ETS1 potentiates pancreatic Pyroptosis in mice with acute pancreatitis by regulating the NKIRAS1/NF-κB Axis.

Abstract

BACKGROUND: The transcriptional regulation of pyroptosis in acute pancreatitis (AP) remains poorly understood. This study aims to elucidate the role of the transcription factor ETS proto-oncogene 1 (ETS1) and its association with pyroptosis in AP. METHODS: An AP mouse model was induced using cerulein in conjunction with lipopolysaccharide. Ets1 transgenic mice, along with the ETS1 inhibitor TK216 and the NF-κB inhibitor BAY 11-7082, were utilized for intervention. A combination of RNA sequencing, chromatin immunoprecipitation quantitative PCR, Western blotting, and immunofluorescence was employed to dissect the ETS1/NF-κB inhibitor interacting Ras-like 1 (NKIRAS1)/NF-κB signaling axis. RESULTS: ETS1 expression was significantly elevated in the pancreata of AP mice. Ets1 transgenic mice exhibited exacerbated pancreatic injury and heightened inflammation during AP. Mechanistically, ETS1 directly binds to and represses the Nkiras1 promoter, leading to decreased expression of the NF-κB inhibitor NKIRAS1. This reduction relieves the inhibition of the NF-κB pathway, thereby promoting pyroptosis and exacerbating pancreatic injury.

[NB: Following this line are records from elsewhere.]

//! Scripted wizard steps 0-6
//!
//! These pages are stable, so each handler is a fixed sequence of typed
//! references. The address step is the one exception to "structured
//! references first": its result rows are re-rendered under a third-party
//! guidance overlay, so the first row is clicked by coordinates.

use async_trait::async_trait;
use std::time::Instant;
use tracing::{debug, info, warn};

use super::{StepContext, StepHandler};
use crate::browser::{BrowserError, ElementRef};
use crate::core::{keys, PortalError, Step, StepResult};

pub struct StartApplication;

#[async_trait]
impl StepHandler for StartApplication {
    fn step(&self) -> Step {
        Step::StartApplication
    }

    async fn run(&self, ctx: &mut StepContext<'_>) -> Result<StepResult, PortalError> {
        let portal = &ctx.config.portal;
        ctx.goto(&portal.start_url()).await?;
        ctx.settle().await;

        let body = ctx.body_text().await?.to_lowercase();
        let url = ctx.page.current_url().await?.to_lowercase();
        if url.contains("login") || portal.login_markers.iter().any(|m| body.contains(&m.to_lowercase())) {
            return Err(PortalError::SessionExpired(format!("login page shown at {}", url)));
        }

        let exec = ctx.executor();
        exec.click(&ElementRef::link("Create an Application")).await?;
        ctx.settle().await;

        exec.set_checked(&ElementRef::label("I have read and accepted the above terms"), true).await?;
        ctx.advance(self.step()).await
    }
}

pub struct PermitType;

#[async_trait]
impl StepHandler for PermitType {
    fn step(&self) -> Step {
        Step::PermitType
    }

    async fn run(&self, ctx: &mut StepContext<'_>) -> Result<StepResult, PortalError> {
        let exec = ctx.executor();
        exec.set_checked(&ElementRef::label(&ctx.config.portal.record_type), true).await?;
        ctx.advance(self.step()).await
    }
}

pub struct Address;

impl Address {
    fn search_box() -> ElementRef {
        ElementRef::label("Property Address")
    }

    /// Removes the guidance overlay nodes and stubs its globals
    fn overlay_cleanup_script(selectors: &[String], globals: &[String]) -> String {
        let selectors = serde_json::to_string(selectors).unwrap_or_else(|_| "[]".into());
        let globals = serde_json::to_string(globals).unwrap_or_else(|_| "[]".into());
        format!(
            r#"// guidance overlay cleanup
(() => {{
  for (const sel of {selectors}) {{
    document.querySelectorAll(sel).forEach(el => el.remove());
  }}
  for (const name of {globals}) {{
    try {{
      const g = window[name];
      if (g && typeof g === 'object') {{
        for (const k of Object.keys(g)) {{ if (typeof g[k] === 'function') g[k] = () => {{}}; }}
      }}
      window[name] = undefined;
    }} catch (e) {{}}
  }}
  return true;
}})()"#
        )
    }
}

#[async_trait]
impl StepHandler for Address {
    fn step(&self) -> Step {
        Step::Address
    }

    async fn run(&self, ctx: &mut StepContext<'_>) -> Result<StepResult, PortalError> {
        let exec = ctx.executor();
        let timing = ctx.timing();
        let portal = &ctx.config.portal;
        let property = &ctx.request.property;

        // The autocomplete matches poorly on full addresses
        exec.type_into(&Address::search_box(), &property.search_text()).await?;

        let rows = ElementRef::selector(&portal.address_result_selector);
        let row = exec.wait_for(&rows, timing.element_wait()).await?;
        ctx.settle().await;

        let script = Address::overlay_cleanup_script(&portal.guidance_overlay_selectors, &portal.guidance_globals);
        if let Err(e) = ctx.page.evaluate(&script).await {
            warn!("Guidance overlay cleanup failed: {}", e);
        }

        let info = match exec.inspect(&row).await {
            Ok(info) => info,
            // Overlay cleanup can re-render the list
            Err(PortalError::Browser(BrowserError::Stale(_))) => {
                let fresh = exec.wait_for(&rows, timing.element_wait()).await?;
                exec.inspect(&fresh).await?
            }
            Err(e) => return Err(e),
        };
        let bounds = info.bounds.ok_or_else(|| PortalError::ElementNotInteractable {
            target: rows.to_string(),
            action: "click".into(),
            reason: "result row has no layout box".into(),
        })?;

        let (x, y) = (bounds.x + (bounds.width / 2.0).min(20.0), bounds.y + bounds.height / 2.0);
        debug!(x, y, "Clicking first address candidate");
        ctx.page.click_at(x, y).await.map_err(|e| PortalError::ElementNotInteractable {
            target: rows.to_string(),
            action: "click".into(),
            reason: e.to_string(),
        })?;
        ctx.settle().await;

        // Selection must show up in the page before advancing
        let number = property.street_number.trim().to_lowercase();
        let street = property.street_name.trim().to_lowercase();
        let street_word = street.split_whitespace().next().unwrap_or_default().to_string();
        let confirmed = ctx
            .wait_until(timing.element_wait(), |body| {
                let body = body.to_lowercase();
                body.contains("selected") && body.contains(&number) && body.contains(&street_word)
            })
            .await?;
        if !confirmed {
            return Err(PortalError::StepVerificationFailed {
                step: Step::Address,
                expected: format!("address {} selected", property.search_text()),
            });
        }

        info!(address = %property, "Address selected");
        ctx.state.set(keys::SELECTED_ADDRESS, property.to_string());
        ctx.advance(self.step()).await
    }
}

pub struct Contractor;

#[async_trait]
impl StepHandler for Contractor {
    fn step(&self) -> Step {
        Step::Contractor
    }

    async fn run(&self, ctx: &mut StepContext<'_>) -> Result<StepResult, PortalError> {
        let exec = ctx.executor();
        let contractor = &ctx.request.contractor;

        exec.select(&ElementRef::label("License Type"), &contractor.license_type).await?;
        exec.fill(&ElementRef::label("License Number"), &contractor.license_number).await?;
        exec.click(&ElementRef::button("Look Up")).await?;
        ctx.settle().await;

        // The lookup fills the company block; a miss here is not fatal
        let company = contractor.company_name.to_lowercase();
        let start = Instant::now();
        let found = ctx
            .wait_until(ctx.timing().peek_wait(), |body| body.to_lowercase().contains(&company))
            .await?;
        if !found {
            warn!(
                license = %contractor.license_number,
                waited_ms = start.elapsed().as_millis() as u64,
                "License lookup did not show the company name"
            );
        }

        ctx.advance(self.step()).await
    }
}

pub struct Applicant;

#[async_trait]
impl StepHandler for Applicant {
    fn step(&self) -> Step {
        Step::Applicant
    }

    async fn run(&self, ctx: &mut StepContext<'_>) -> Result<StepResult, PortalError> {
        let exec = ctx.executor();
        let contractor = &ctx.request.contractor;

        exec.fill(&ElementRef::label("Contact Name"), &contractor.contact_name).await?;
        exec.fill(&ElementRef::label("Phone Number"), &contractor.phone).await?;
        exec.fill(&ElementRef::label("Email Address"), &contractor.email).await?;
        ctx.advance(self.step()).await
    }
}

pub struct ProjectScope;

#[async_trait]
impl StepHandler for ProjectScope {
    fn step(&self) -> Step {
        Step::ProjectScope
    }

    async fn run(&self, ctx: &mut StepContext<'_>) -> Result<StepResult, PortalError> {
        let exec = ctx.executor();
        let request = ctx.request;

        exec.select(&ElementRef::label("Type of Work"), request.installation_type.portal_label())
            .await?;
        ctx.settle().await;
        exec.fill(&ElementRef::label("Project Description"), &request.description()).await?;
        ctx.advance(self.step()).await
    }
}

pub struct Equipment;

#[async_trait]
impl StepHandler for Equipment {
    fn step(&self) -> Step {
        Step::Equipment
    }

    async fn run(&self, ctx: &mut StepContext<'_>) -> Result<StepResult, PortalError> {
        let exec = ctx.executor();
        let request = ctx.request;
        let equipment = &request.equipment;

        exec.fill(&ElementRef::label("Manufacturer"), &equipment.manufacturer).await?;
        exec.fill(&ElementRef::label("Model Number"), &equipment.model_number).await?;
        exec.fill(&ElementRef::label("Tonnage"), &request.tonnage_text()).await?;

        // Optional on the request and not present on every portal variant
        let optional = [
            ("Serial Number", equipment.serial_number.clone()),
            ("BTU Rating", equipment.btu_rating.map(|b| b.to_string())),
        ];
        for (label, value) in optional {
            let Some(value) = value else { continue };
            let target = ElementRef::label(label);
            if exec.peek(&target).await?.is_some() {
                exec.fill(&target, &value).await?;
            } else {
                debug!(field = label, "Optional equipment field not on page");
            }
        }
        if let Some(fuel) = &equipment.fuel_type {
            let target = ElementRef::label("Fuel Type");
            if exec.peek(&target).await?.is_some() {
                exec.select(&target, fuel).await?;
            }
        }

        ctx.advance(self.step()).await
    }
}

#[cfg(test)]
mod tests {
    use super::super::test_support::Harness;
    use super::*;
    use crate::browser::fixture::{Effect, FixtureElement, FixturePage, FixtureScreen};
    use crate::orchestrator::vision::StaticAnalyzer;

    fn next_screen() -> FixtureScreen {
        FixtureScreen::new("next", "https://portal.test/next", "Next page")
    }

    fn continue_btn() -> FixtureElement {
        FixtureElement::button("Continue Application »").on_click(Effect::Advance)
    }

    #[tokio::test]
    async fn test_start_detects_expired_session() {
        let page = FixturePage::new(vec![FixtureScreen::new(
            "login",
            "https://aca-prod.accela.com/OAKDALE/Cap/CapHome.aspx?module=Building",
            "Login to your account",
        )]);
        let mut harness = Harness::new(StaticAnalyzer::disabled());
        let mut ctx = harness.ctx(&page);
        let err = StartApplication.run(&mut ctx).await.unwrap_err();
        assert!(matches!(err, PortalError::SessionExpired(_)));
        assert!(!err.is_recoverable());
    }

    #[tokio::test]
    async fn test_start_accepts_terms_through_overlay() {
        let page = FixturePage::new(vec![
            FixtureScreen::new(
                "home",
                "https://aca-prod.accela.com/OAKDALE/Cap/CapHome.aspx?module=Building",
                "Building Permits",
            )
            .with(FixtureElement::link("Create an Application").on_click(Effect::Advance)),
            FixtureScreen::new("terms", "https://portal.test/terms", "General Disclaimer")
                .with(FixtureElement::checkbox("I have read and accepted the above terms").intercepted())
                .with(continue_btn()),
            next_screen(),
        ]);
        let mut harness = Harness::new(StaticAnalyzer::disabled());
        let mut ctx = harness.ctx(&page);
        let result = StartApplication.run(&mut ctx).await.unwrap();
        assert_eq!(result, StepResult::advance(Step::PermitType));
        assert_eq!(page.current_screen(), "next");
        assert!(page.actions().iter().any(|a| a.contains("(forced)")));
    }

    #[tokio::test]
    async fn test_address_clears_overlay_and_clicks_first_row() {
        let page = FixturePage::new(vec![
            FixtureScreen::new("address", "https://portal.test/address", "Property Address")
                .with(FixtureElement::input("Property Address").on_input(Effect::Reveal("results".into())).on_input(
                    Effect::ShowOverlay("pendo-guide".into()),
                ))
                .with(
                    FixtureElement::new("option", "1420 PALM RIDGE DR, OAKDALE FL 33410")
                        .selector(".address-search-results .result-row")
                        .hidden_in("results")
                        .at(100.0, 300.0, 400.0, 30.0)
                        .on_click(Effect::AppendText("Selected: 1420 PALM RIDGE DR".into())),
                )
                .with(continue_btn()),
            next_screen(),
        ])
        .on_script("guidance overlay cleanup", vec![Effect::ClearOverlay]);

        let mut harness = Harness::new(StaticAnalyzer::disabled());
        let result = {
            let mut ctx = harness.ctx(&page);
            Address.run(&mut ctx).await.unwrap()
        };
        assert_eq!(result.next_step, Step::Contractor);
        assert!(!page.overlay_active());
        let actions = page.actions();
        assert!(actions.contains(&"click_at 120,315".to_string()));
        assert!(actions.contains(&"hit option:1420 PALM RIDGE DR, OAKDALE FL 33410".to_string()));
        assert!(harness.state.get(keys::SELECTED_ADDRESS).is_some());
    }

    #[tokio::test]
    async fn test_address_without_confirmation_fails_verification() {
        let page = FixturePage::new(vec![FixtureScreen::new("address", "https://portal.test/address", "Property Address")
            .with(FixtureElement::input("Property Address").on_input(Effect::Reveal("results".into())))
            .with(
                FixtureElement::new("option", "No match")
                    .selector(".address-search-results .result-row")
                    .hidden_in("results")
                    .at(0.0, 0.0, 100.0, 20.0),
            )]);
        let mut harness = Harness::new(StaticAnalyzer::disabled());
        let mut ctx = harness.ctx(&page);
        let err = Address.run(&mut ctx).await.unwrap_err();
        assert!(matches!(err, PortalError::StepVerificationFailed { step: Step::Address, .. }));
    }

    #[tokio::test]
    async fn test_equipment_skips_absent_optional_fields() {
        let page = FixturePage::new(vec![
            FixtureScreen::new("equipment", "https://portal.test/equipment", "Equipment Information")
                .with(FixtureElement::input("Manufacturer"))
                .with(FixtureElement::input("Model Number"))
                .with(FixtureElement::input("Tonnage"))
                .with(FixtureElement::input("Serial Number"))
                .with(continue_btn()),
            next_screen(),
        ]);
        let mut harness = Harness::new(StaticAnalyzer::disabled());
        let mut ctx = harness.ctx(&page);
        Equipment.run(&mut ctx).await.unwrap();
        assert_eq!(page.value_of("Tonnage").as_deref(), Some("3"));
        assert_eq!(page.value_of("Serial Number").as_deref(), Some("2519E12345"));
        assert!(!page.mutations().iter().any(|m| m.contains("BTU")));
    }

    #[tokio::test]
    async fn test_project_scope_uses_portal_label() {
        let page = FixturePage::new(vec![
            FixtureScreen::new("scope", "https://portal.test/scope", "Project Description")
                .with(FixtureElement::select(
                    "Type of Work",
                    &["Replace Air Conditioner", "Replace Furnace and Air Conditioner"],
                ))
                .with(FixtureElement::input("Project Description"))
                .with(continue_btn()),
            next_screen(),
        ]);
        let mut harness = Harness::new(StaticAnalyzer::disabled());
        let mut ctx = harness.ctx(&page);
        ProjectScope.run(&mut ctx).await.unwrap();
        assert_eq!(page.value_of("Type of Work").as_deref(), Some("Replace Furnace and Air Conditioner"));
        assert!(page.value_of("Project Description").unwrap().starts_with("Like-for-like"));
    }
}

Inhibition of ETS1 with TK216 or blockade of NF-κB signaling using BAY 11-7082 significantly mitigated pancreatic pathology and reduced the expression of key pyroptosis markers. CONCLUSIONS: This study reveals that ETS1 transcriptionally suppresses NKIRAS1, activating NF-κB signaling and promoting pyroptosis and pancreatic injury in AP. Targeting ETS1 may represent a promising therapeutic strategy.